- EXERCISE DIRECTIONS: If a line of the material contains "Serialize", copy it.

- RECORDS:
//! Repository for the mirror graph: services, libraries, versions and logs.
//!
//! The repository is the only way the reconciliation engine reads or writes
//! mirror state. Versions are created through [`Repository::record_version`],
//! which inserts the row and its first log entry in one transaction; apart
//! from the retirement marker a version row is never written again.

mod library;
mod log;
mod service;
mod version;

use crate::Database;
use crate::error::{ErrorKind, Result};
use exn::ResultExt;
use sqlx::SqlitePool;
use sqlx::sqlite::SqliteQueryResult;

/// Outcome of inserting a row guarded by a uniqueness constraint.
///
/// Two reconciliation runs racing on the same version are expected, so losing
/// the race is not an error.
#[derive(Debug, Clone, Copy, PartialEq, Eq)]
pub enum InsertOutcome {
    Inserted,
    /// An equal row was already stored; nothing was written.
    AlreadyPresent,
}
impl InsertOutcome {
    fn from_result(result: &SqliteQueryResult) -> Self {
        if result.rows_affected() > 0 { Self::Inserted } else { Self::AlreadyPresent }
    }

    pub fn is_inserted(&self) -> bool {
        matches!(self, Self::Inserted)
    }
}

#[derive(Debug, Clone)]
pub struct Repository {
    pool: SqlitePool,
    dry_run: bool,
}
impl From<&Database> for Repository {
    fn from(db: &Database) -> Self {
        Self { pool: db.pool().clone(), dry_run: false }
    }
}
impl Repository {
    /// Create a new repository with the given connection pool.
    ///
    /// In a dry run every write is accepted and discarded, so reconciliation
    /// decisions can be previewed against real state.
    pub fn new(pool: SqlitePool, dry_run: bool) -> Self {
        Self { pool, dry_run }
    }

    pub fn is_dry_run(&self) -> bool {
        self.dry_run
    }

    fn is_unique_violation(err: &sqlx::Error) -> bool {
        err.as_database_error().is_some_and(|db_err| db_err.is_unique_violation())
    }

    async fn begin(&self) -> Result<sqlx::Transaction<'static, sqlx::Sqlite>> {
        self.pool.begin().await.or_raise(|| ErrorKind::Database)
    }
}
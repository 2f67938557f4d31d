use super::{from_json, timestamp, to_json, uuid};
use crate::error::{Error, ErrorKind};
use cdnget_model::{LibraryAction, ServiceLog, VersionKey, VersionLog};
use exn::ResultExt;

#[derive(sqlx::FromRow)]
pub(crate) struct VersionLogRow {
    pub(crate) id: String,
    pub(crate) version_id: String,
    pub(crate) library_id: String,
    pub(crate) service_id: String,
    pub(crate) action: String,
    pub(crate) message: String,
    pub(crate) event_id: Option<i64>,
    pub(crate) url: Option<String>,
    pub(crate) provider_data: Option<String>,
    pub(crate) timestamp: i64,
}
impl TryFrom<&VersionLog> for VersionLogRow {
    type Error = Error;
    fn try_from(log: &VersionLog) -> Result<Self, Self::Error> {
        // Key and cached parent are read together, so they always agree here.
        let key = log.key();
        Ok(Self {
            id: log.id.to_string(),
            version_id: key.version_id.to_string(),
            library_id: key.library_id.to_string(),
            service_id: key.service_id.to_string(),
            action: log.action.as_str().to_string(),
            message: log.message.clone(),
            event_id: log.event_id.map(i64::from),
            url: log.url.clone(),
            provider_data: to_json("provider data", log.provider_data.as_ref())?,
            timestamp: log.timestamp.unix_timestamp(),
        })
    }
}
impl TryFrom<VersionLogRow> for VersionLog {
    type Error = Error;
    fn try_from(row: VersionLogRow) -> Result<Self, Self::Error> {
        let key = VersionKey::new(
            uuid("service id", &row.service_id)?,
            uuid("library id", &row.library_id)?,
            uuid("version id", &row.version_id)?,
        );
        let action = row.action.parse::<LibraryAction>().or_raise(|| ErrorKind::InvalidData("action"))?;
        let mut log = VersionLog::new(key, action, &row.message).with_provider_data(from_json(
            "provider data",
            row.provider_data.as_deref(),
        )?);
        log.id = uuid("log id", &row.id)?;
        log.event_id = row.event_id.map(|id| i32::try_from(id).or_raise(|| ErrorKind::InvalidData("event id"))).transpose()?;
        log.url = row.url;
        log.timestamp = timestamp("timestamp", row.timestamp)?;
        Ok(log)
    }
}

#[derive(sqlx::FromRow)]
pub(crate) struct ServiceLogRow {
    pub(crate) id: String,
    pub(crate) service_id: String,
    pub(crate) library_id: Option<String>,
    pub(crate) version: Option<String>,
    pub(crate) action: String,
    pub(crate) message: String,
    pub(crate) event_id: Option<i64>,
    pub(crate) url: Option<String>,
    pub(crate) timestamp: i64,
}
impl From<&ServiceLog> for ServiceLogRow {
    fn from(log: &ServiceLog) -> Self {
        Self {
            id: log.id.to_string(),
            service_id: log.service_id.to_string(),
            library_id: log.library_id.map(|id| id.to_string()),
            version: log.version.clone(),
            action: log.action.as_str().to_string(),
            message: log.message.clone(),
            event_id: log.event_id.map(i64::from),
            url: log.url.clone(),
            timestamp: log.timestamp.unix_timestamp(),
        }
    }
}
impl TryFrom<ServiceLogRow> for ServiceLog {
    type Error = Error;
    fn try_from(row: ServiceLogRow) -> Result<Self, Self::Error> {
        Ok(Self {
            id: uuid("log id", &row.id)?,
            service_id: uuid("service id", &row.service_id)?,
            library_id: row.library_id.as_deref().map(|id| uuid("library id", id)).transpose()?,
            version: row.version,
            action: row.action.parse::<LibraryAction>().or_raise(|| ErrorKind::InvalidData("action"))?,
            message: row.message,
            event_id: row.event_id.map(|id| i32::try_from(id).or_raise(|| ErrorKind::InvalidData("event id"))).transpose()?,
            url: row.url,
            timestamp: timestamp("timestamp", row.timestamp)?,
        })
    }
}

#[cfg(test)]
mod tests {
    use super::*;
    use uuid::Uuid;

    #[test]
    fn test_version_log_round_trip() {
        let key = VersionKey::new(Uuid::new_v4(), Uuid::new_v4(), Uuid::new_v4());
        let log = VersionLog::new(key, LibraryAction::Updated, "artifact changed")
            .with_url("https://cdn.example/a.js")
            .with_event_id(1002);
        let model = VersionLog::try_from(VersionLogRow::try_from(&log).unwrap()).unwrap();
        assert_eq!(model.id, log.id);
        assert_eq!(model.key(), key);
        assert_eq!(model.action, LibraryAction::Updated);
        assert_eq!(model.event_id, Some(1002));
        assert_eq!(model.timestamp, log.timestamp);
        assert!(model.version().is_none());
    }

    #[test]
    fn test_unknown_action_is_invalid() {
        let key = VersionKey::new(Uuid::new_v4(), Uuid::new_v4(), Uuid::new_v4());
        let mut row = VersionLogRow::try_from(&VersionLog::new(key, LibraryAction::Added, "")).unwrap();
        row.action = "vanished".to_string();
        let err = VersionLog::try_from(row).unwrap_err();
        assert!(matches!(&*err, ErrorKind::InvalidData("action")));
    }

    #[test]
    fn test_service_log_round_trip() {
        let log = ServiceLog::new(Uuid::new_v4(), LibraryAction::Error, "listing failed")
            .with_library(Uuid::new_v4())
            .with_version("1.x");
        assert_eq!(ServiceLog::try_from(ServiceLogRow::from(&log)).unwrap(), log);
    }
}
use super::{cmp_ignore_case, hash_ignore_case};
use crate::error::{Error, ErrorKind, Result};
use num_bigint::{BigInt, BigUint, Sign};
use num_traits::Zero;
use std::cmp::Ordering;
use std::fmt::{Display, Formatter, Result as FmtResult};
use std::hash::{Hash, Hasher};
use std::str::FromStr;

/// One numeric run of a version string plus the non-numeric suffix directly
/// following it (`"2a"` is the value `2` with suffix `"a"`).
///
/// Sign and magnitude are stored separately so comparisons against unsigned
/// and arbitrary-precision integers never overflow. Zero is never negative.
///
/// # Ordering
/// 1. Numeric value, as a signed arbitrary-precision integer.
/// 2. Suffix, case-insensitively; the empty suffix sorts first.
///
/// # Examples
///
/// ```
/// use cdnget_model::version::Token;
///
/// let plain = Token::from(2u8);
/// let suffixed = Token::new(2, "a").unwrap();
/// assert!(plain < suffixed);
/// assert!(Token::from(u64::MAX) > Token::from(i64::MAX));
/// assert_eq!(Token::new(2, "RC").unwrap(), Token::new(2u64, "rc").unwrap());
/// assert!(Token::new(1, "2").is_err());
/// ```
#[derive(Debug, Clone)]
pub struct Token {
    negative: bool,
    magnitude: BigUint,
    suffix: String,
}
impl Token {
    /// Create a token from any integer convertible into a [`BigInt`].
    ///
    /// Returns [`InvalidSuffix`](ErrorKind::InvalidSuffix) if the suffix
    /// starts with a digit.
    pub fn new(value: impl Into<BigInt>, suffix: impl Into<String>) -> Result<Self> {
        let suffix = suffix.into();
        if suffix.starts_with(|c: char| c.is_ascii_digit()) {
            exn::bail!(ErrorKind::InvalidSuffix(suffix));
        }
        let (sign, magnitude) = value.into().into_parts();
        Ok(Self::from_parts(sign == Sign::Minus, magnitude, suffix))
    }

    /// Parser-side constructor; the scanner guarantees the suffix never
    /// starts with a digit.
    pub(crate) fn from_parts(negative: bool, magnitude: BigUint, suffix: String) -> Self {
        let negative = negative && !magnitude.is_zero();
        Self { negative, magnitude, suffix }
    }

    pub fn is_negative(&self) -> bool {
        self.negative
    }

    pub fn magnitude(&self) -> &BigUint {
        &self.magnitude
    }

    pub fn suffix(&self) -> &str {
        &self.suffix
    }

    /// The signed numeric value, without the suffix.
    pub fn value(&self) -> BigInt {
        let sign = match self.negative {
            true => Sign::Minus,
            false => Sign::Plus,
        };
        BigInt::from_biguint(sign, self.magnitude.clone())
    }

    fn cmp_value(&self, negative: bool, magnitude: &BigUint) -> Ordering {
        match (self.negative, negative) {
            (false, true) => Ordering::Greater,
            (true, false) => Ordering::Less,
            (false, false) => self.magnitude.cmp(magnitude),
            (true, true) => magnitude.cmp(&self.magnitude),
        }
    }

    /// Compare against a bare integer.
    ///
    /// Fixed-width integers convert up to [`BigInt`] and come through here,
    /// so every width shares the same code path. A token is only equal to an
    /// integer when its suffix is empty; any suffix sorts after the bare value.
    pub fn cmp_integer(&self, other: &BigInt) -> Ordering {
        let negative = other.sign() == Sign::Minus;
        self.cmp_value(negative, other.magnitude()).then(match self.suffix.is_empty() {
            true => Ordering::Equal,
            false => Ordering::Greater,
        })
    }
}

impl Ord for Token {
    fn cmp(&self, other: &Self) -> Ordering {
        self.cmp_value(other.negative, &other.magnitude)
            .then_with(|| cmp_ignore_case(&self.suffix, &other.suffix))
    }
}
impl PartialOrd for Token {
    fn partial_cmp(&self, other: &Self) -> Option<Ordering> {
        Some(self.cmp(other))
    }
}
impl PartialEq for Token {
    fn eq(&self, other: &Self) -> bool {
        self.cmp(other) == Ordering::Equal
    }
}
impl Eq for Token {}
impl Hash for Token {
    fn hash<H: Hasher>(&self, state: &mut H) {
        self.negative.hash(state);
        self.magnitude.hash(state);
        hash_ignore_case(&self.suffix, state);
    }
}

impl PartialEq<BigInt> for Token {
    fn eq(&self, other: &BigInt) -> bool {
        self.cmp_integer(other) == Ordering::Equal
    }
}
impl PartialOrd<BigInt> for Token {
    fn partial_cmp(&self, other: &BigInt) -> Option<Ordering> {
        Some(self.cmp_integer(other))
    }
}

macro_rules! integer_conversions {
    ($($int:ty),* $(,)?) => {$(
        impl From<$int> for Token {
            fn from(value: $int) -> Self {
                let (sign, magnitude) = BigInt::from(value).into_parts();
                Self::from_parts(sign == Sign::Minus, magnitude, String::new())
            }
        }
        impl PartialEq<$int> for Token {
            fn eq(&self, other: &$int) -> bool {
                self.cmp_integer(&BigInt::from(*other)) == Ordering::Equal
            }
        }
        impl PartialOrd<$int> for Token {
            fn partial_cmp(&self, other: &$int) -> Option<Ordering> {
                Some(self.cmp_integer(&BigInt::from(*other)))
            }
        }
    )*};
}
integer_conversions!(i8, u8, i16, u16, i32, u32, i64, u64, i128, u128, isize, usize);

impl From<BigInt> for Token {
    fn from(value: BigInt) -> Self {
        let (sign, magnitude) = value.into_parts();
        Self::from_parts(sign == Sign::Minus, magnitude, String::new())
    }
}

impl FromStr for Token {
    type Err = Error;
    /// Parse a single `[+-]digits[suffix]` token.
    fn from_str(s: &str) -> Result<Self> {
        let (negative, rest) = match s.strip_prefix('-') {
            Some(rest) => (true, rest),
            None => (false, s.strip_prefix('+').unwrap_or(s)),
        };
        let split = rest.find(|c: char| !c.is_ascii_digit()).unwrap_or(rest.len());
        let (digits, suffix) = rest.split_at(split);
        let magnitude = match digits.is_empty() {
            true => None,
            false => BigUint::parse_bytes(digits.as_bytes(), 10),
        };
        let Some(magnitude) = magnitude else {
            exn::bail!(ErrorKind::InvalidVersion(s.to_string()));
        };
        Ok(Self::from_parts(negative, magnitude, suffix.to_string()))
    }
}

impl Display for Token {
    fn fmt(&self, f: &mut Formatter<'_>) -> FmtResult {
        if self.negative {
            f.write_str("-")?;
        }
        write!(f, "{}{}", self.magnitude, self.suffix)
    }
}
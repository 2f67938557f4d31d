use super::{Token, cmp_ignore_case, hash_ignore_case, parse};
use crate::error::{Error, Result};
use std::cmp::Ordering;
use std::fmt::{Display, Formatter, Result as FmtResult};
use std::hash::{Hash, Hasher};
use std::str::FromStr;

/// Characters that split a version string into components.
pub const SEPARATORS: [char; 4] = ['.', '-', '+', '_'];

pub(super) fn is_separator(c: char) -> bool {
    SEPARATORS.contains(&c)
}

/// The value half of an [`Element`].
#[derive(Debug, Clone)]
pub enum Segment {
    /// A numeric run and its suffix.
    Number(Token),
    /// An alphabetic run with no numeric run in front of it (`"v"`, `"beta"`).
    Literal(String),
}
impl Ord for Segment {
    /// Literals sort before numbers; literals compare case-insensitively.
    fn cmp(&self, other: &Self) -> Ordering {
        match (self, other) {
            (Self::Number(a), Self::Number(b)) => a.cmp(b),
            (Self::Literal(a), Self::Literal(b)) => cmp_ignore_case(a, b),
            (Self::Literal(_), Self::Number(_)) => Ordering::Less,
            (Self::Number(_), Self::Literal(_)) => Ordering::Greater,
        }
    }
}
impl PartialOrd for Segment {
    fn partial_cmp(&self, other: &Self) -> Option<Ordering> {
        Some(self.cmp(other))
    }
}
impl PartialEq for Segment {
    fn eq(&self, other: &Self) -> bool {
        self.cmp(other) == Ordering::Equal
    }
}
impl Eq for Segment {}
impl Hash for Segment {
    fn hash<H: Hasher>(&self, state: &mut H) {
        match self {
            Self::Number(token) => {
                state.write_u8(1);
                token.hash(state);
            },
            Self::Literal(literal) => {
                state.write_u8(0);
                hash_ignore_case(literal, state);
            },
        }
    }
}
impl Display for Segment {
    fn fmt(&self, f: &mut Formatter<'_>) -> FmtResult {
        match self {
            Self::Number(token) => write!(f, "{token}"),
            Self::Literal(literal) => f.write_str(literal),
        }
    }
}

/// A [`Segment`] and the separator that preceded it, if any.
#[derive(Debug, Clone, PartialEq, Eq, Hash)]
pub struct Element {
    segment: Segment,
    separator: Option<char>,
}
impl Element {
    pub(super) fn new(separator: Option<char>, segment: Segment) -> Self {
        Self { segment, separator }
    }

    pub fn separator(&self) -> Option<char> {
        self.separator
    }

    pub fn segment(&self) -> &Segment {
        &self.segment
    }
}
impl Ord for Element {
    /// Segment first; the separator only breaks ties (`"1.2"` vs `"1-2"`).
    fn cmp(&self, other: &Self) -> Ordering {
        self.segment.cmp(&other.segment).then_with(|| self.separator.cmp(&other.separator))
    }
}
impl PartialOrd for Element {
    fn partial_cmp(&self, other: &Self) -> Option<Ordering> {
        Some(self.cmp(other))
    }
}
impl Display for Element {
    fn fmt(&self, f: &mut Formatter<'_>) -> FmtResult {
        if let Some(separator) = self.separator {
            write!(f, "{separator}")?;
        }
        write!(f, "{}", self.segment)
    }
}

/// A parsed, totally ordered version.
///
/// Ordering is lexicographic over the elements, and a strict prefix sorts
/// before the longer value: `1.2 < 1.2.0 < 1.2.1`.
///
/// # Canonical form
/// [`Display`] writes the canonical form, which always re-parses to an equal
/// value but is not necessarily byte-identical to the input:
/// - surrounding whitespace is trimmed,
/// - leading zeros are stripped (`"01.002"` → `"1.2"`),
/// - runs of separators collapse to the first (`"1..2"` → `"1.2"`),
/// - leading and trailing separators are dropped, as is a `+` sign.
///
/// # Examples
///
/// ```
/// use cdnget_model::version::VersionValue;
///
/// let a: VersionValue = "1.2".parse().unwrap();
/// let b: VersionValue = "1.2.0".parse().unwrap();
/// let c: VersionValue = "1.2.1".parse().unwrap();
/// assert!(a < b && b < c);
///
/// let messy: VersionValue = " 01..02.3- ".parse().unwrap();
/// assert_eq!(messy.to_string(), "1.2.3");
/// assert_eq!(messy.to_string().parse::<VersionValue>().unwrap(), messy);
/// ```
#[derive(Debug, Clone, PartialEq, Eq, Hash)]
pub struct VersionValue {
    elements: Vec<Element>,
}
impl VersionValue {
    pub fn parse(input: impl AsRef<str>) -> Result<Self> {
        Ok(Self { elements: parse::elements(input.as_ref())? })
    }

    pub fn elements(&self) -> &[Element] {
        &self.elements
    }

    /// The numeric tokens, in order.
    pub fn numbers(&self) -> impl Iterator<Item = &Token> {
        self.elements.iter().filter_map(|e| match &e.segment {
            Segment::Number(token) => Some(token),
            Segment::Literal(_) => None,
        })
    }

    /// Lowercase canonical form.
    ///
    /// Two values are equal exactly when their keys are equal, which makes
    /// this the storage key for uniqueness checks. Characters are folded one
    /// at a time, as comparison does, never with context-sensitive rules.
    pub fn key(&self) -> String {
        self.to_string().chars().flat_map(char::to_lowercase).collect()
    }
}
impl Ord for VersionValue {
    fn cmp(&self, other: &Self) -> Ordering {
        self.elements.iter().cmp(other.elements.iter())
    }
}
impl PartialOrd for VersionValue {
    fn partial_cmp(&self, other: &Self) -> Option<Ordering> {
        Some(self.cmp(other))
    }
}
impl FromStr for VersionValue {
    type Err = Error;
    fn from_str(s: &str) -> Result<Self> {
        Self::parse(s)
    }
}
impl TryFrom<&str> for VersionValue {
    type Error = Error;
    fn try_from(value: &str) -> Result<Self> {
        Self::parse(value)
    }
}
impl TryFrom<String> for VersionValue {
    type Error = Error;
    fn try_from(value: String) -> Result<Self> {
        Self::parse(value)
    }
}
impl Display for VersionValue {
    fn fmt(&self, f: &mut Formatter<'_>) -> FmtResult {
        for element in &self.elements {
            write!(f, "{element}")?;
        }
        Ok(())
    }
}

#[cfg(test)]
mod tests {
    use super::*;
    use crate::error::ErrorKind;
    use rstest::rstest;

    fn v(s: &str) -> VersionValue {
        VersionValue::parse(s).unwrap()
    }

    #[test]
    fn test_prefix_law() {
        assert!(v("1.2") < v("1.2.0"));
        assert!(v("1.2.0") < v("1.2.1"));
        assert!(v("1.2") < v("1.2.1"));
    }

    #[rstest]
    #[case("1.9", "1.10")]
    #[case("1.0.0-beta", "1.0.0-beta2")]
    #[case("1.0.0-alpha", "1.0.0-BETA")]
    #[case("1.0.0-rc.1", "1.0.0-rc.2")]
    #[case("2a", "2b")]
    #[case("2", "2a")]
    #[case("-1", "0")]
    #[case("1.-2", "1.-1")]
    #[case("v1", "v2")]
    #[case("1.beta", "1.0")]
    #[case("18446744073709551615", "18446744073709551616")]
    #[case("99999999999999999999999999999999999999999", "100000000000000000000000000000000000000000")]
    fn test_strictly_less(#[case] lesser: &str, #[case] greater: &str) {
        assert!(v(lesser) < v(greater), "{lesser} < {greater}");
        assert!(v(greater) > v(lesser), "{greater} > {lesser}");
    }

    #[rstest]
    #[case("1.0.0-RC1", "1.0.0-rc1")]
    #[case("01.02", "1.2")]
    #[case("1..2", "1.2")]
    #[case("+1.2", "1.2")]
    #[case(" 1.2 ", "1.2")]
    #[case(".1.2.", "1.2")]
    fn test_equal(#[case] a: &str, #[case] b: &str) {
        assert_eq!(v(a), v(b));
        assert_eq!(v(a).key(), v(b).key());
    }

    #[rstest]
    #[case("1aΣ", "1aσ")]
    #[case("1.0-ΑΣ", "1.0-ασ")]
    #[case("2ǅ", "2Ǆ")]
    fn test_unicode_key_agrees_with_equality(#[case] a: &str, #[case] b: &str) {
        assert_eq!(v(a), v(b));
        assert_eq!(v(a).key(), v(b).key(), "{a} and {b}");
    }

    #[test]
    fn test_separator_breaks_ties() {
        assert_ne!(v("1.2"), v("1-2"));
        assert_ne!(v("1.2").key(), v("1-2").key());
    }

    #[rstest]
    #[case("4.17.21", "4.17.21")]
    #[case("v1.0.0-beta.2", "v1.0.0-beta.2")]
    #[case("  007.08 ", "7.8")]
    #[case("1..2__3", "1.2_3")]
    #[case("1..2--3", "1.2--3")]
    #[case("1.-2", "1.-2")]
    #[case("1--2", "1--2")]
    #[case("-0", "0")]
    #[case("2a3", "2a3")]
    #[case("rc1", "rc1")]
    #[case("1.2.", "1.2")]
    #[case("1.0+build.5", "1.0+build.5")]
    fn test_canonical_form(#[case] input: &str, #[case] canonical: &str) {
        let parsed = v(input);
        assert_eq!(parsed.to_string(), canonical);
        // parse(format(parse(s))) == parse(s)
        assert_eq!(v(&parsed.to_string()), parsed);
    }

    #[test]
    fn test_sign_only_at_boundaries() {
        let value = v("1-2");
        let numbers: Vec<String> = value.numbers().map(|t| t.to_string()).collect();
        assert_eq!(numbers, ["1", "2"]);
        let value = v("1.-2");
        assert!(value.numbers().nth(1).is_some_and(Token::is_negative));
    }

    #[test]
    fn test_suffix_and_literal_split() {
        let value = v("1.0.0-beta2a");
        let rendered: Vec<(Option<char>, String)> =
            value.elements().iter().map(|e| (e.separator(), e.segment().to_string())).collect();
        assert_eq!(
            rendered,
            [
                (None, "1".to_string()),
                (Some('.'), "0".to_string()),
                (Some('.'), "0".to_string()),
                (Some('-'), "beta".to_string()),
                (None, "2a".to_string()),
            ]
        );
        assert!(matches!(value.elements()[3].segment(), Segment::Literal(_)));
    }

    #[rstest]
    #[case("")]
    #[case("   ")]
    #[case("latest")]
    #[case("1.0 beta")]
    #[case("...")]
    #[case("1.0\u{7}")]
    fn test_invalid(#[case] input: &str) {
        let err = VersionValue::parse(input).unwrap_err();
        assert!(matches!(&*err, ErrorKind::InvalidVersion(_)));
    }

    #[test]
    fn test_total_order_laws() {
        let samples: Vec<VersionValue> = [
            "0.1", "0.1.0", "1", "1.0", "1.0.0", "1.0.0-alpha", "1.0.0-ALPHA.1", "1.0.0-beta", "1.0.0-rc1", "1.0.1",
            "1.0.1a", "1.0.1b", "1.1", "1.10", "1.2", "1-2", "1_2", "1+2", "2", "-1", "v1", "v1.0", "10.0.0",
            "340282366920938463463374607431768211456", "3.0.0-rc.2", "3.0.0-rc.10",
        ]
        .iter()
        .map(|s| v(s))
        .collect();
        for a in &samples {
            assert_eq!(a.cmp(a), Ordering::Equal);
            for b in &samples {
                // Antisymmetry.
                assert_eq!(a.cmp(b), b.cmp(a).reverse(), "{a} vs {b}");
                assert_eq!(a == b, a.key() == b.key(), "{a} vs {b}");
                for c in &samples {
                    // Transitivity.
                    if a <= b && b <= c {
                        assert!(a <= c, "{a} <= {b} <= {c}");
                    }
                }
            }
        }
        let mut sorted = samples.clone();
        sorted.sort();
        assert!(sorted.windows(2).all(|w| w[0] <= w[1]));
    }
}
//! 鄰番号を残す例外里の定義
//!
//! `exception_rules.json` の例:
//! ```json
//! { "require_ling": ["高上里"] }
//! ```

use crate::error::Result;
use crate::rules::VILLAGE_TO_NEIGHBORHOOD;
use serde::{Deserialize, Serialize};
use std::path::Path;

/// 例外ルール
///
/// 起動時に一度だけ読み込み、以降は参照渡しで使う。
#[derive(Debug, Clone, Default, PartialEq, Eq, Serialize, Deserialize)]
pub struct ExceptionRules {
    /// 鄰番号を削除しない里の名前
    #[serde(default)]
    pub require_ling: Vec<String>,
}

impl ExceptionRules {
    pub fn new(require_ling: Vec<String>) -> Self {
        Self { require_ling }
    }

    /// JSONファイルから読み込む（ファイルがなければ空のルール）
    pub fn load(path: &Path) -> Result<Self> {
        if !path.exists() {
            return Ok(Self::default());
        }
        let content = std::fs::read_to_string(path)?;
        Self::from_json(&content)
    }

    /// JSON文字列から読み込む
    pub fn from_json(json: &str) -> Result<Self> {
        let rules: Self = serde_json::from_str(json)?;
        Ok(rules)
    }

    /// 住所に含まれる最初の例外里
    pub fn matches(&self, address: &str) -> Option<&str> {
        self.require_ling
            .iter()
            .map(String::as_str)
            .find(|name| !name.is_empty() && address.contains(name))
    }

    pub fn is_empty(&self) -> bool {
        self.require_ling.is_empty()
    }

    pub fn len(&self) -> usize {
        self.require_ling.len()
    }
}

/// 例外里でなければ「里」〜「鄰」を「里」に置き換える
pub fn remove_neighborhood(address: &str, rules: &ExceptionRules) -> String {
    if rules.matches(address).is_some() {
        return address.to_string();
    }
    VILLAGE_TO_NEIGHBORHOOD.apply(address)
}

- RESPONSE TO THIS EXERCISE:
use serde::{Deserialize, Serialize};
#[derive(Debug, Clone, Default, PartialEq, Eq, Serialize, Deserialize)]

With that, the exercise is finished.